**Activity**
Among the entries that follow, find every line with the word "first" and copy it.

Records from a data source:
== Segment start ==

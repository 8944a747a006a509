//! # Query Capability
//!
//! The storage layer is consumed only through the [`Query`] trait. Its methods fall into
//! three disjoint groups:
//!
//! - **Builders** (`filter`, `includes`, `order`, `limit`, `offset`, `scope`, `distinct`,
//!   `reset`) take `&mut self`, return nothing and must not perform I/O. They describe an
//!   increasingly specific deferred query.
//! - **Materializers** (`load`, `first`, `last`, `find`, `find_by`, `nth`, `nth_back`) execute
//!   the pending query once and return raw resources.
//! - **Inspection** (`count`, `exists`, `ids`, `aggregate`, `to_query_text`, `is_loaded`)
//!   execute the query and return scalars unrelated to row shape.
//!
//! The single-row materializers have default implementations on top of `load`, so a storage
//! adapter only needs to override them when it can do better.

use crate::error::QueryError;
use serde::{Deserialize, Serialize};
use serde_json::{Map, Value};
use std::cmp::Ordering;
use std::fmt;

/// Comparison applied by one [`Condition`].
#[derive(Debug, Clone, Copy, PartialEq, Eq, Serialize, Deserialize)]
pub enum Op {
    Eq,
    NotEq,
    Gt,
    Gte,
    Lt,
    Lte,
    In,
    IsNull,
}

impl Op {
    fn symbol(&self) -> &'static str {
        match self {
            Op::Eq => "=",
            Op::NotEq => "<>",
            Op::Gt => ">",
            Op::Gte => ">=",
            Op::Lt => "<",
            Op::Lte => "<=",
            Op::In => "IN",
            Op::IsNull => "IS NULL",
        }
    }
}

/// `field <op> value`.
#[derive(Debug, Clone, PartialEq, Serialize, Deserialize)]
pub struct Condition {
    pub field: String,
    pub op: Op,
    pub value: Value,
}

impl Condition {
    pub fn new(field: impl Into<String>, op: Op, value: impl Into<Value>) -> Self {
        Self {
            field: field.into(),
            op,
            value: value.into(),
        }
    }

    pub fn eq(field: impl Into<String>, value: impl Into<Value>) -> Self {
        Self::new(field, Op::Eq, value)
    }

    /// Evaluates the condition against a field value (`None` when the field is unknown).
    pub fn matches(&self, actual: Option<&Value>) -> bool {
        let actual = actual.unwrap_or(&Value::Null);
        match self.op {
            Op::Eq => actual == &self.value,
            Op::NotEq => actual != &self.value,
            Op::Gt => compare_values(actual, &self.value) == Ordering::Greater,
            Op::Gte => compare_values(actual, &self.value) != Ordering::Less,
            Op::Lt => compare_values(actual, &self.value) == Ordering::Less,
            Op::Lte => compare_values(actual, &self.value) != Ordering::Greater,
            Op::In => match &self.value {
                Value::Array(candidates) => candidates.contains(actual),
                single => single == actual,
            },
            Op::IsNull => actual.is_null(),
        }
    }
}

impl fmt::Display for Condition {
    fn fmt(&self, f: &mut fmt::Formatter<'_>) -> fmt::Result {
        match self.op {
            Op::IsNull => write!(f, "{} IS NULL", self.field),
            op => write!(f, "{} {} {}", self.field, op.symbol(), self.value),
        }
    }
}

/// A conjunction of conditions.
#[derive(Debug, Clone, Default, PartialEq, Serialize, Deserialize)]
pub struct Conditions(Vec<Condition>);

impl Conditions {
    pub fn new() -> Self {
        Self::default()
    }

    pub fn and(mut self, condition: Condition) -> Self {
        self.0.push(condition);
        self
    }

    /// Equality conditions from a mapping. A JSON array value means "any of".
    pub fn from_map(map: &Map<String, Value>) -> Self {
        Self(
            map.iter()
                .map(|(field, value)| match value {
                    Value::Array(_) => Condition::new(field.clone(), Op::In, value.clone()),
                    Value::Null => Condition::new(field.clone(), Op::IsNull, Value::Null),
                    _ => Condition::eq(field.clone(), value.clone()),
                })
                .collect(),
        )
    }

    pub fn is_empty(&self) -> bool {
        self.0.is_empty()
    }

    pub fn iter(&self) -> impl Iterator<Item = &Condition> {
        self.0.iter()
    }
}

impl From<Condition> for Conditions {
    fn from(condition: Condition) -> Self {
        Self(vec![condition])
    }
}

impl Extend<Condition> for Conditions {
    fn extend<I: IntoIterator<Item = Condition>>(&mut self, iter: I) {
        self.0.extend(iter);
    }
}

#[derive(Debug, Clone, Copy, PartialEq, Eq, Serialize, Deserialize)]
pub enum Direction {
    Asc,
    Desc,
}

/// One ordering term.
#[derive(Debug, Clone, PartialEq, Eq, Serialize, Deserialize)]
pub struct OrderBy {
    pub field: String,
    pub direction: Direction,
}

impl OrderBy {
    pub fn asc(field: impl Into<String>) -> Self {
        Self {
            field: field.into(),
            direction: Direction::Asc,
        }
    }

    pub fn desc(field: impl Into<String>) -> Self {
        Self {
            field: field.into(),
            direction: Direction::Desc,
        }
    }

    /// Parses an order clause such as `"name desc, id"`. Blank input yields no terms.
    pub fn parse_list(clause: &str) -> Vec<OrderBy> {
        clause
            .split(',')
            .filter_map(|term| {
                let mut words = term.split_whitespace();
                let field = words.next()?;
                let direction = match words.next() {
                    Some(dir) if dir.eq_ignore_ascii_case("desc") => Direction::Desc,
                    _ => Direction::Asc,
                };
                Some(OrderBy {
                    field: field.to_string(),
                    direction,
                })
            })
            .collect()
    }
}

impl fmt::Display for OrderBy {
    fn fmt(&self, f: &mut fmt::Formatter<'_>) -> fmt::Result {
        match self.direction {
            Direction::Asc => write!(f, "{} ASC", self.field),
            Direction::Desc => write!(f, "{} DESC", self.field),
        }
    }
}

/// Aggregate functions available as inspection operators.
#[derive(Debug, Clone, Copy, PartialEq, Eq)]
pub enum Aggregate {
    Maximum,
    Minimum,
    Sum,
}

/// Total order over JSON values used for sorting and range comparisons:
/// null < bool < number < string < array < object.
pub fn compare_values(left: &Value, right: &Value) -> Ordering {
    fn rank(value: &Value) -> u8 {
        match value {
            Value::Null => 0,
            Value::Bool(_) => 1,
            Value::Number(_) => 2,
            Value::String(_) => 3,
            Value::Array(_) => 4,
            Value::Object(_) => 5,
        }
    }
    match (left, right) {
        (Value::Bool(a), Value::Bool(b)) => a.cmp(b),
        (Value::Number(a), Value::Number(b)) => {
            let a = a.as_f64().unwrap_or(f64::NAN);
            let b = b.as_f64().unwrap_or(f64::NAN);
            a.partial_cmp(&b).unwrap_or(Ordering::Equal)
        }
        (Value::String(a), Value::String(b)) => a.cmp(b),
        (Value::Array(a), Value::Array(b)) => a
            .iter()
            .zip(b.iter())
            .map(|(x, y)| compare_values(x, y))
            .find(|ordering| *ordering != Ordering::Equal)
            .unwrap_or_else(|| a.len().cmp(&b.len())),
        _ => rank(left).cmp(&rank(right)),
    }
}

/// A deferred query over resources of type `R`.
///
/// Implementations are value-like handles: cloning a query clones its pending operator
/// chain, never the rows.
pub trait Query<R>: Clone + 'static {
    // --- Builders (no I/O) ---

    fn filter(&mut self, conditions: Conditions);

    /// Records relations the caller intends to traverse, so storage can preload them.
    fn includes(&mut self, relations: &[String]);

    fn order(&mut self, order: &[OrderBy]);

    fn limit(&mut self, limit: usize);

    fn offset(&mut self, offset: usize);

    /// Applies a named scope defined by the storage layer. Unknown scopes are reported
    /// when the query executes.
    fn scope(&mut self, name: &str);

    fn distinct(&mut self);

    /// Forgets any loaded rows so the next materializer reads fresh data.
    fn reset(&mut self);

    // --- Materializers (one execution each) ---

    fn load(&self) -> Result<Vec<R>, QueryError>;

    fn first(&self) -> Result<Option<R>, QueryError> {
        Ok(self.load()?.into_iter().next())
    }

    fn last(&self) -> Result<Option<R>, QueryError> {
        Ok(self.load()?.into_iter().last())
    }

    fn nth(&self, index: usize) -> Result<Option<R>, QueryError> {
        Ok(self.load()?.into_iter().nth(index))
    }

    /// The `index`-th row counting from the end (0 is the last row).
    fn nth_back(&self, index: usize) -> Result<Option<R>, QueryError> {
        Ok(self.load()?.into_iter().rev().nth(index))
    }

    fn find(&self, key: &Value) -> Result<Option<R>, QueryError>;

    fn find_by(&self, conditions: Conditions) -> Result<Option<R>, QueryError> {
        let mut narrowed = self.clone();
        narrowed.filter(conditions);
        narrowed.first()
    }

    // --- Inspection (no serialization) ---

    fn count(&self) -> Result<usize, QueryError>;

    fn exists(&self) -> Result<bool, QueryError> {
        Ok(self.count()? > 0)
    }

    fn ids(&self) -> Result<Vec<Value>, QueryError>;

    fn aggregate(&self, function: Aggregate, field: &str) -> Result<Option<Value>, QueryError>;

    /// Human readable description of the pending query.
    fn to_query_text(&self) -> String;

    fn is_loaded(&self) -> bool {
        false
    }
}

#[cfg(test)]
mod tests {
    use super::*;
    use serde_json::json;

    #[test]
    fn test_parse_order_clause() {
        assert_eq!(
            OrderBy::parse_list("name desc, id"),
            vec![OrderBy::desc("name"), OrderBy::asc("id")]
        );
        assert!(OrderBy::parse_list("  ").is_empty());
    }

    #[test]
    fn test_conditions_from_map() {
        let map = json!({ "status": "active", "id": [1, 2], "deleted_at": null });
        let conditions = Conditions::from_map(map.as_object().unwrap());
        let rendered: Vec<String> = conditions.iter().map(ToString::to_string).collect();
        assert_eq!(
            rendered,
            vec!["status = \"active\"", "id IN [1,2]", "deleted_at IS NULL"]
        );
    }

    #[test]
    fn test_condition_matching() {
        assert!(Condition::new("total", Op::Gt, 10).matches(Some(&json!(12.5))));
        assert!(!Condition::new("total", Op::Lte, 10).matches(Some(&json!(12.5))));
        assert!(Condition::new("id", Op::In, json!([1, 3])).matches(Some(&json!(3))));
        assert!(Condition::new("email", Op::IsNull, Value::Null).matches(None));
    }

    #[test]
    fn test_compare_values_orders_mixed_types() {
        let mut values = vec![json!("b"), json!(2), Value::Null, json!("a"), json!(1.5)];
        values.sort_by(compare_values);
        assert_eq!(values, vec![Value::Null, json!(1.5), json!(2), json!("a"), json!("b")]);
    }
}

== Segment end ==

**Completed exercise**
//! - **Materializers** (`load`, `first`, `last`, `find`, `find_by`, `nth`, `nth_back`) execute
    fn first(&self) -> Result<Option<R>, QueryError> {
        narrowed.first()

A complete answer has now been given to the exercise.